Керстин молчит и как-то странно смотрит на меня.
— Дай мне фотографию.
— Держи. Чего она тебя так зацепила? Тоже мне, архив…
— Ты не понимаешь.
— Где уж мне! Хотя, если ты еще помнишь, это мои, так сказать, семейные фото. Чего я в них не понимаю?
— Девушка, что справа…
— Ну, вижу, и что? Тоже мне, артефакт нашла.
— Это моя мама.
Если бы сейчас небо упало на землю, я бы, ей-богу, даже не заметила.
13
Мне приятно просыпаться в этой кровати. С тех самых пор, как мы вернулись в дом после смерти старухи Левин. А до того мы с тетей Розой жили в Бруклине, снимали там квартиру. О, тот район — просто сказка, рассказанная ночью.
Денег было мало, но небольшая квартирка, которую мы сняли, нас устраивала — мы были свободны. Правда, тетя Роза не нашла другой работы, кроме как уборщицей офисов. Но работа была ночная, и мы ее очень быстро вдвоем делали. Днем-то я продолжала ездить в школу Рузвельта — за нее было заплачено наперед. Только теперь я ездила на метро и была одна — по крайней мере, мне так казалось.
Бруклин — район особый, и ночью там лучше не ходить. Но напугали ежа голым задом! Я приехала из страны, где и днем-то ходить стремно — подростки, сбиваясь в микрорайонные банды, могли и убить чужака.

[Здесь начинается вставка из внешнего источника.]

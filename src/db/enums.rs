use sea_orm::entity::prelude::*;
use serde::{Deserialize, Serialize};
use std::fmt;

#[derive(Debug, Clone, Copy, PartialEq, Eq, EnumIter, DeriveActiveEnum, Serialize, Deserialize)]
#[sea_orm(rs_type = "String", db_type = "Text", enum_name = "payment_method_enum")]
pub enum PaymentMethod {
    #[sea_orm(string_value = "ONLINE")]
    Online,
    #[sea_orm(string_value = "OFFLINE")]
    Offline,
}

impl PaymentMethod {
    /// Value the router's payment resource uses for this method.
    pub fn router_value(&self) -> &'static str {
        match self {
            PaymentMethod::Online => "online",
            PaymentMethod::Offline => "cash",
        }
    }
}

#[derive(Debug, Clone, Copy, PartialEq, Eq, EnumIter, DeriveActiveEnum, Serialize, Deserialize)]
#[sea_orm(rs_type = "String", db_type = "Text", enum_name = "payment_status_enum")]
pub enum PaymentStatus {
    #[sea_orm(string_value = "PENDING")]
    Pending,
    #[sea_orm(string_value = "COMPLETED")]
    Completed,
    #[sea_orm(string_value = "FAILED")]
    Failed,
}

impl PaymentStatus {
    pub fn router_value(&self) -> &'static str {
        match self {
            PaymentStatus::Pending => "pending",
            PaymentStatus::Completed => "approved",
            PaymentStatus::Failed => "failed",
        }
    }
}

impl fmt::Display for PaymentStatus {
    fn fmt(&self, f: &mut fmt::Formatter<'_>) -> fmt::Result {
        write!(f, "{:?}", self)
    }
}

/// Lifecycle of a plan assignment, derived from the router's state code.
#[derive(Debug, Clone, Copy, PartialEq, Eq, Serialize, Deserialize)]
#[serde(rename_all = "kebab-case")]
pub enum AssignmentState {
    Active,
    TimeElapsed,
    DataExhausted,
}

impl AssignmentState {
    pub fn from_code(code: Option<&str>) -> Self {
        match code.map(str::trim) {
            Some("used") => AssignmentState::TimeElapsed,
            Some("running") => AssignmentState::DataExhausted,
            _ => AssignmentState::Active,
        }
    }

    pub fn as_str(&self) -> &'static str {
        match self {
            AssignmentState::Active => "active",
            AssignmentState::TimeElapsed => "time-elapsed",
            AssignmentState::DataExhausted => "data-exhausted",
        }
    }
}

impl fmt::Display for AssignmentState {
    fn fmt(&self, f: &mut fmt::Formatter<'_>) -> fmt::Result {
        f.write_str(self.as_str())
    }
}

#[derive(Debug, Clone, Copy, PartialEq, Eq, Serialize, Deserialize)]
#[serde(rename_all = "lowercase")]
pub enum SessionStatus {
    Running,
    Closed,
}

const CLOSING_TOKENS: &[&str] = &["stop", "close-acked", "expired"];

impl SessionStatus {
    /// Classifies a comma-joined status string such as `"start,interim"`. Tokens are
    /// compared exactly as the router writes them, without trimming.
    pub fn classify(raw: &str) -> Self {
        let closed = raw.split(',').any(|token| CLOSING_TOKENS.contains(&token));
        if closed {
            SessionStatus::Closed
        } else {
            SessionStatus::Running
        }
    }
}

impl fmt::Display for SessionStatus {
    fn fmt(&self, f: &mut fmt::Formatter<'_>) -> fmt::Result {
        match self {
            SessionStatus::Running => f.write_str("running"),
            SessionStatus::Closed => f.write_str("closed"),
        }
    }
}

#[cfg(test)]
mod tests {
    use super::*;

    #[test]
    fn test_session_status_classification() {
        assert_eq!(SessionStatus::classify("stop,interim"), SessionStatus::Closed);
        assert_eq!(SessionStatus::classify("start,interim"), SessionStatus::Running);
        assert_eq!(SessionStatus::classify("close-acked"), SessionStatus::Closed);
        assert_eq!(SessionStatus::classify("start,expired"), SessionStatus::Closed);
        assert_eq!(SessionStatus::classify("start, expired"), SessionStatus::Running);
        assert_eq!(SessionStatus::classify(""), SessionStatus::Running);
        assert_eq!(SessionStatus::classify("stopped"), SessionStatus::Running);
    }

    #[test]
    fn test_assignment_state_from_code() {
        assert_eq!(AssignmentState::from_code(Some("used")), AssignmentState::TimeElapsed);
        assert_eq!(AssignmentState::from_code(Some("running")), AssignmentState::DataExhausted);
        assert_eq!(AssignmentState::from_code(Some("running-active")), AssignmentState::Active);
        assert_eq!(AssignmentState::from_code(None), AssignmentState::Active);
        assert_eq!(AssignmentState::TimeElapsed.to_string(), "time-elapsed");
    }
}
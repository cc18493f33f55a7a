use std::sync::Arc;

use axum::{
    Json, Router,
    extract::{Path, State},
    routing::post,
};
use serde::Deserialize;
use tracing::info;

use super::{AppError, AppState};
use crate::db::hooks::{EntityKind, PushOp};
use crate::sync::{PushOutcome, RunReport, SyncSummary};

#[derive(Deserialize, Debug, Clone, Copy, PartialEq, Eq)]
#[serde(rename_all = "lowercase")]
pub enum PushAction {
    Create,
    Update,
}

impl PushAction {
    fn op(self) -> PushOp {
        match self {
            PushAction::Create => PushOp::Create,
            PushAction::Update => PushOp::Update,
        }
    }
}

#[derive(Deserialize, Debug)]
pub struct BulkPushRequest {
    pub ids: Vec<i32>,
    pub action: PushAction,
}

#[derive(Deserialize, Debug)]
pub struct DeleteRequest {
    pub external_id: String,
}

fn parse_kind(kind: &str) -> Result<EntityKind, AppError> {
    kind.parse::<EntityKind>().map_err(AppError::InvalidInput)
}

async fn run_sync_handler(State(app_state): State<Arc<AppState>>) -> Result<Json<RunReport>, AppError> {
    info!("Reconciliation requested over HTTP.");
    let report = app_state.engine.run().await?;
    Ok(Json(report))
}

async fn push_one_handler(
    State(app_state): State<Arc<AppState>>,
    Path((kind, id, action)): Path<(String, i32, PushAction)>,
) -> Result<Json<PushOutcome>, AppError> {
    let kind = parse_kind(&kind)?;
    let outcome = match action {
        PushAction::Create => app_state.executor.push_create(kind, id).await?,
        PushAction::Update => app_state.executor.push_update(kind, id).await?,
    };
    Ok(Json(outcome))
}

async fn push_delete_handler(
    State(app_state): State<Arc<AppState>>,
    Path((kind, id)): Path<(String, i32)>,
    Json(payload): Json<DeleteRequest>,
) -> Result<Json<PushOutcome>, AppError> {
    let kind = parse_kind(&kind)?;
    let outcome = app_state
        .executor
        .push_delete(kind, id, &payload.external_id)
        .await?;
    Ok(Json(outcome))
}

async fn push_bulk_handler(
    State(app_state): State<Arc<AppState>>,
    Path(kind): Path<String>,
    Json(payload): Json<BulkPushRequest>,
) -> Result<Json<SyncSummary>, AppError> {
    let kind = parse_kind(&kind)?;
    if payload.ids.is_empty() {
        return Err(AppError::InvalidInput("ids must not be empty".to_string()));
    }
    let summary = app_state
        .executor
        .push_all(kind, &payload.ids, payload.action.op())
        .await;
    Ok(Json(summary))
}

pub fn create_sync_router() -> Router<Arc<AppState>> {
    Router::new()
        .route("/sync/run", post(run_sync_handler))
        .route("/push/{kind}", post(push_bulk_handler))
        .route("/push/{kind}/{id}/delete", post(push_delete_handler))
        .route("/push/{kind}/{id}/{action}", post(push_one_handler))
}
//! Decoding helpers for the router's REST representation.
//!
//! The router encodes every scalar as a JSON string (`"true"`, `"2"`, `"10.00"`),
//! but some firmware versions emit native JSON numbers and booleans. These helpers
//! accept both so the typed records never see the difference.

use std::str::FromStr;

use chrono::{DateTime, NaiveDateTime, Utc};
use rust_decimal::Decimal;
use serde::{Deserialize, Deserializer, de::Error};

#[derive(Deserialize)]
#[serde(untagged)]
enum Scalar {
    Bool(bool),
    Int(i64),
    Float(f64),
    Str(String),
}

/// Timestamp layouts observed on the router, tried in order.
const TIMESTAMP_FORMATS: &[&str] = &["%Y-%m-%d %H:%M:%S", "%b/%d/%Y %H:%M:%S", "%Y-%m-%dT%H:%M:%S"];

pub fn bool_flag<'de, D>(deserializer: D) -> Result<bool, D::Error>
where
    D: Deserializer<'de>,
{
    match Scalar::deserialize(deserializer)? {
        Scalar::Bool(b) => Ok(b),
        Scalar::Int(i) => Ok(i != 0),
        Scalar::Float(f) => Ok(f != 0.0),
        Scalar::Str(s) => match s.trim() {
            "true" | "yes" => Ok(true),
            "false" | "no" | "" => Ok(false),
            other => Err(D::Error::custom(format!("invalid boolean flag '{other}'"))),
        },
    }
}

pub fn counter<'de, D>(deserializer: D) -> Result<i64, D::Error>
where
    D: Deserializer<'de>,
{
    let value = match Scalar::deserialize(deserializer)? {
        Scalar::Int(i) => i,
        Scalar::Float(f) if f.fract() == 0.0 => f as i64,
        Scalar::Str(s) if s.trim().is_empty() => 0,
        Scalar::Str(s) => s
            .trim()
            .parse::<i64>()
            .map_err(|e| D::Error::custom(format!("invalid counter '{s}': {e}")))?,
        _ => return Err(D::Error::custom("counter must be an integer")),
    };
    if value < 0 {
        return Err(D::Error::custom(format!("counter must be non-negative, got {value}")));
    }
    Ok(value)
}

/// `shared-users` is at least one on the router; anything lower is clamped.
pub fn shared_users<'de, D>(deserializer: D) -> Result<i32, D::Error>
where
    D: Deserializer<'de>,
{
    let value = counter(deserializer)?;
    Ok(value.clamp(1, i32::MAX as i64) as i32)
}

pub fn default_shared_users() -> i32 {
    1
}

pub fn decimal<'de, D>(deserializer: D) -> Result<Decimal, D::Error>
where
    D: Deserializer<'de>,
{
    let value = match Scalar::deserialize(deserializer)? {
        Scalar::Int(i) => Decimal::from(i),
        Scalar::Float(f) => {
            Decimal::try_from(f).map_err(|e| D::Error::custom(format!("invalid decimal {f}: {e}")))?
        }
        Scalar::Str(s) if s.trim().is_empty() => Decimal::ZERO,
        Scalar::Str(s) => Decimal::from_str(s.trim())
            .map_err(|e| D::Error::custom(format!("invalid decimal '{s}': {e}")))?,
        Scalar::Bool(_) => return Err(D::Error::custom("decimal expected, found boolean")),
    };
    if value.is_sign_negative() && !value.is_zero() {
        return Err(D::Error::custom(format!("price must be non-negative, got {value}")));
    }
    Ok(value)
}

pub fn default_price() -> Decimal {
    Decimal::new(0, 2)
}

pub fn timestamp<'de, D>(deserializer: D) -> Result<Option<DateTime<Utc>>, D::Error>
where
    D: Deserializer<'de>,
{
    let raw = Option::<String>::deserialize(deserializer)?;
    match raw.as_deref().map(str::trim) {
        None | Some("") | Some("unlimited") => Ok(None),
        Some(s) => parse_timestamp(s)
            .map(Some)
            .ok_or_else(|| D::Error::custom(format!("unrecognised timestamp '{s}'"))),
    }
}

/// Parses a router timestamp. Naive values are taken as UTC.
pub fn parse_timestamp(raw: &str) -> Option<DateTime<Utc>> {
    if let Ok(dt) = DateTime::parse_from_rfc3339(raw) {
        return Some(dt.with_timezone(&Utc));
    }
    TIMESTAMP_FORMATS
        .iter()
        .find_map(|fmt| NaiveDateTime::parse_from_str(raw, fmt).ok())
        .map(|naive| naive.and_utc())
}

/// Renders a timestamp the way the router expects it in request bodies.
pub fn format_timestamp(value: &DateTime<Utc>) -> String {
    value.format("%Y-%m-%d %H:%M:%S").to_string()
}

#[cfg(test)]
mod tests {
    use super::*;
    use chrono::TimeZone;
    use serde_json::json;

    #[derive(Deserialize)]
    struct Sample {
        #[serde(default, deserialize_with = "bool_flag")]
        flag: bool,
        #[serde(default, deserialize_with = "counter")]
        bytes: i64,
        #[serde(default = "default_shared_users", deserialize_with = "shared_users")]
        seats: i32,
        #[serde(default = "default_price", deserialize_with = "decimal")]
        price: Decimal,
        #[serde(default, deserialize_with = "timestamp")]
        at: Option<DateTime<Utc>>,
    }

    #[test]
    fn test_string_encoded_scalars() {
        let sample: Sample = serde_json::from_value(json!({
            "flag": "true",
            "bytes": "1048576",
            "seats": "3",
            "price": "12.50",
            "at": "2024-03-01 08:30:00"
        }))
        .unwrap();

        assert!(sample.flag);
        assert_eq!(sample.bytes, 1_048_576);
        assert_eq!(sample.seats, 3);
        assert_eq!(sample.price, Decimal::new(1250, 2));
        assert_eq!(sample.at, Some(Utc.with_ymd_and_hms(2024, 3, 1, 8, 30, 0).unwrap()));
    }

    #[test]
    fn test_native_scalars_and_defaults() {
        let sample: Sample = serde_json::from_value(json!({ "flag": false, "bytes": 42 })).unwrap();
        assert!(!sample.flag);
        assert_eq!(sample.bytes, 42);
        assert_eq!(sample.seats, 1);
        assert_eq!(sample.price, Decimal::ZERO);
        assert_eq!(sample.at, None);
    }

    #[test]
    fn test_shared_users_clamped_to_one() {
        let sample: Sample = serde_json::from_value(json!({ "seats": "0" })).unwrap();
        assert_eq!(sample.seats, 1);
    }

    #[test]
    fn test_unlimited_end_time_is_none() {
        let sample: Sample = serde_json::from_value(json!({ "at": "unlimited" })).unwrap();
        assert_eq!(sample.at, None);
    }

    #[test]
    fn test_routeros_month_format() {
        let parsed = parse_timestamp("jan/02/2024 10:00:00").unwrap();
        assert_eq!(parsed, Utc.with_ymd_and_hms(2024, 1, 2, 10, 0, 0).unwrap());
    }

    #[test]
    fn test_rejects_negative_counter_and_bad_flag() {
        assert!(serde_json::from_value::<Sample>(json!({ "bytes": "-5" })).is_err());
        assert!(serde_json::from_value::<Sample>(json!({ "flag": "maybe" })).is_err());
        assert!(serde_json::from_value::<Sample>(json!({ "at": "yesterday" })).is_err());
    }
}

Впрочем, здесь то же самое, но банды организовывались по признаку цветовой гаммы. Правда, никто не подозревал, что белая девочка в состоянии за себя постоять.
Это случилось в феврале, а февраль в Нью-Йорке такой же гадкий, как и в России. Холодно, ветер лезет под подол, лупит в лицо; снег колючий, капиталистический. А вот ниггер, который невесть откуда появился передо мной, вообще из разряда чудес природы. Ниггер в снегу — глупость какая-то.

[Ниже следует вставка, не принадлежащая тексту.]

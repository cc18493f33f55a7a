//! Reconciliation between the local store and the router.

pub mod dispatcher;
pub mod engine;
pub mod error;
pub mod push;
pub mod queue;
pub mod scheduler;

pub use dispatcher::ChangeDispatcher;
pub use engine::{Pass, PassSummary, ReconciliationEngine, RunReport};
pub use error::SyncError;
pub use push::{PushExecutor, PushOutcome, SyncSummary, TaskStatus};
pub use queue::{PushQueue, PushWorkerPool};
pub use scheduler::Scheduler;
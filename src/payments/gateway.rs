//! Client for a Paystack-style payment gateway.
//!
//! Only two calls matter here: starting a checkout and verifying its outcome. Amounts
//! cross the wire in minor units (pesewas, kobo, cents).

use std::time::Duration;

use reqwest::{Client, StatusCode};
use rust_decimal::Decimal;
use rust_decimal::prelude::ToPrimitive;
use serde::{Deserialize, Serialize};
use thiserror::Error;
use tracing::{debug, warn};
use uuid::Uuid;

use crate::server::config::ServerConfig;

#[derive(Error, Debug)]
pub enum GatewayError {
    #[error("Network error: {0}")]
    Network(#[from] reqwest::Error),
    #[error("Gateway rejected the request with {status}: {body}")]
    Rejected { status: StatusCode, body: String },
    #[error("Unexpected gateway response: {0}")]
    Decode(String),
    #[error("Invalid amount: {0}")]
    InvalidAmount(String),
}

#[derive(Debug, Clone, PartialEq, Eq)]
pub struct VerifiedTransaction {
    pub success: bool,
    pub amount: Decimal,
    pub reference: String,
    pub currency: Option<String>,
}

#[derive(Serialize)]
struct InitializeRequest<'a> {
    email: &'a str,
    amount: i64,
    reference: &'a str,
    currency: &'a str,
    callback_url: &'a str,
}

#[derive(Deserialize)]
struct Envelope<T> {
    status: bool,
    #[serde(default)]
    message: String,
    data: Option<T>,
}

#[derive(Deserialize)]
struct InitializeData {
    authorization_url: String,
}

#[derive(Deserialize)]
struct VerifyData {
    status: String,
    amount: i64,
    reference: String,
    #[serde(default)]
    currency: Option<String>,
}

pub fn new_reference() -> String {
    Uuid::new_v4().to_string()
}

fn to_minor_units(amount: Decimal) -> Result<i64, GatewayError> {
    if amount.is_sign_negative() && !amount.is_zero() {
        return Err(GatewayError::InvalidAmount(format!("{amount} is negative")));
    }
    (amount * Decimal::ONE_HUNDRED)
        .round()
        .to_i64()
        .ok_or_else(|| GatewayError::InvalidAmount(format!("{amount} is out of range")))
}

#[derive(Debug, Clone)]
pub struct PaystackClient {
    client: Client,
    base_url: String,
    secret_key: String,
    currency: String,
}

impl PaystackClient {
    pub fn new(base_url: &str, secret_key: &str, currency: &str) -> Result<Self, GatewayError> {
        let client = Client::builder().timeout(Duration::from_secs(15)).build()?;
        Ok(Self {
            client,
            base_url: base_url.trim_end_matches('/').to_string(),
            secret_key: secret_key.to_string(),
            currency: currency.to_string(),
        })
    }

    pub fn from_config(config: &ServerConfig) -> Result<Self, GatewayError> {
        Self::new(&config.gateway_url, &config.gateway_secret_key, &config.currency)
    }

    async fn decode<T: for<'de> Deserialize<'de>>(response: reqwest::Response) -> Result<T, GatewayError> {
        let status = response.status();
        let body = response.text().await?;
        if !status.is_success() {
            warn!(%status, body = %body, "Payment gateway rejected request.");
            return Err(GatewayError::Rejected { status, body });
        }
        let envelope: Envelope<T> =
            serde_json::from_str(&body).map_err(|e| GatewayError::Decode(e.to_string()))?;
        if !envelope.status {
            return Err(GatewayError::Decode(format!("gateway reported failure: {}", envelope.message)));
        }
        envelope
            .data
            .ok_or_else(|| GatewayError::Decode("response has no data".to_string()))
    }

    /// Starts a checkout and returns the URL the payer should be sent to.
    pub async fn initialize_transaction(
        &self,
        email: &str,
        amount: Decimal,
        reference: &str,
        callback_url: &str,
    ) -> Result<String, GatewayError> {
        let request = InitializeRequest {
            email,
            amount: to_minor_units(amount)?,
            reference,
            currency: &self.currency,
            callback_url,
        };
        debug!(reference, "Initializing gateway transaction.");
        let response = self
            .client
            .post(format!("{}/transaction/initialize", self.base_url))
            .bearer_auth(&self.secret_key)
            .json(&request)
            .send()
            .await?;
        let data: InitializeData = Self::decode(response).await?;
        Ok(data.authorization_url)
    }

    pub async fn verify_transaction(&self, reference: &str) -> Result<VerifiedTransaction, GatewayError> {
        let response = self
            .client
            .get(format!("{}/transaction/verify/{}", self.base_url, reference))
            .bearer_auth(&self.secret_key)
            .send()
            .await?;
        let data: VerifyData = Self::decode(response).await?;
        Ok(VerifiedTransaction {
            success: data.status == "success",
            amount: Decimal::new(data.amount, 2),
            reference: data.reference,
            currency: data.currency,
        })
    }
}
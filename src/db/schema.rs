//! Schema bootstrap. Tables are derived from the entities so the two never drift.

use sea_orm::sea_query::Index;
use sea_orm::{ConnectionTrait, DatabaseConnection, DbErr, EntityTrait, Schema};
use tracing::info;

use crate::db::entities::{payment, plan, plan_assignment, session, user};

pub const ASSIGNMENT_NATURAL_KEY_INDEX: &str = "idx_plan_assignments_natural_key";
pub const ASSIGNMENT_PENDING_INDEX: &str = "idx_plan_assignments_pending";

async fn create_table<E: EntityTrait>(db: &DatabaseConnection, schema: &Schema, entity: E) -> Result<(), DbErr> {
    let backend = db.get_database_backend();
    let mut stmt = schema.create_table_from_entity(entity);
    stmt.if_not_exists();
    db.execute(backend.build(&stmt)).await?;
    Ok(())
}

/// Creates every table (parents first) and the assignment natural-key index. Idempotent.
pub async fn create_tables(db: &DatabaseConnection) -> Result<(), DbErr> {
    let backend = db.get_database_backend();
    let schema = Schema::new(backend);

    create_table(db, &schema, user::Entity).await?;
    create_table(db, &schema, plan::Entity).await?;
    create_table(db, &schema, plan_assignment::Entity).await?;
    create_table(db, &schema, payment::Entity).await?;
    create_table(db, &schema, session::Entity).await?;

    let index = Index::create()
        .name(ASSIGNMENT_NATURAL_KEY_INDEX)
        .table(plan_assignment::Entity)
        .col(plan_assignment::Column::UserId)
        .col(plan_assignment::Column::PlanId)
        .col(plan_assignment::Column::State)
        .col(plan_assignment::Column::EndTime)
        .unique()
        .if_not_exists()
        .to_owned();
    db.execute(backend.build(&index)).await?;

    // NULLs are distinct in the natural-key index, so unlinked pending rows need their own.
    db.execute_unprepared(&format!(
        "CREATE UNIQUE INDEX IF NOT EXISTS {ASSIGNMENT_PENDING_INDEX} ON plan_assignments (user_id, plan_id) \
         WHERE state IS NULL AND end_time IS NULL AND external_id IS NULL"
    ))
    .await?;

    info!("Database schema is ready.");
    Ok(())
}
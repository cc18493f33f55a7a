use sea_orm::{ConnectOptions, Database, DatabaseConnection};
use tempfile::TempDir;

use super::schema::create_tables;

/// File-backed SQLite database with the full schema. Keep the `TempDir` alive for the test.
pub async fn create_test_db() -> (DatabaseConnection, TempDir) {
    let temp_dir = TempDir::new().unwrap();
    let db_path = temp_dir.path().join("hotspot_sync_test.db");
    let mut opt = ConnectOptions::new(format!("sqlite://{}?mode=rwc", db_path.display()));
    opt.max_connections(4).sqlx_logging(false);
    let conn = Database::connect(opt).await.unwrap();
    create_tables(&conn).await.unwrap();
    (conn, temp_dir)
}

— Давай сюда деньги, сучка.
Я молча заехала ему по голове сумкой с консервами, которые несла из супермаркета. Он пошатнулся, несколько запоздало закрылся рукой, и я ударила его каблуком в колено, а когда мерзавец упал, добавила ногой в пах и в морду. На душе сразу стало светло и спокойно.
— Плохая девочка! Шатается по улицам и неполиткорректно лупит несчастных угнетенных афроамериканцев. Где твоя толерантность, интернационалистка несчастная?
Гарольд. Я почти не вспоминала о нем.
— Что ты здесь делаешь?
— Просто проезжал мимо. Гляжу — ты.
А, понимаю, следил за мной. Все время, что мы тут, за нами кто-то следил — кто-то из них. Хорошо, что тетя Роза этого не знает.
— Так и поезжай дальше. Я тороплюсь, да и холодно мне стоять.
— Могу тебя подвезти.
— Перебьюсь.
— Конечно. Просто окажи мне любезность.
Насмешничать вздумал? Нет, непохоже. Поэтому все-таки сажусь в его машину. В салоне тепло, и я, поставив сумку на пол, пытаюсь отогреть руки. Недавно посеяла перчатки, а купить другие… Ничего, тетя Роза уже вяжет новые, а пока пальцы, ясен хрен, мерзнут.
Гарольд берет мои ладони в свои и дышит на них. Его дыхание такое горячее… Я не вспоминала о нем. Ну, почти не вспоминала.
— Вам надо вернуться к Софии Михайловне.
— Нет.
— Понимаю. — Его глаза так близко. — Упрямая девчонка, ты не умеешь прощать людям их ошибки! София была не права, когда так обращалась с тобой. Но она уже поняла свою ошибку и ужасно о ней сожалеет.
— Тебя послала старуха Левин?
— Да ты что! Если б узнала, что я приехал сюда и говорю тебе такое, точно бы меня в Гудзоне утопила, собственноручно. Просто я… привязан к ней. Хоть она, конечно, старая отрава, зато не скрывает своей вредности, а такое чего-то да стоит.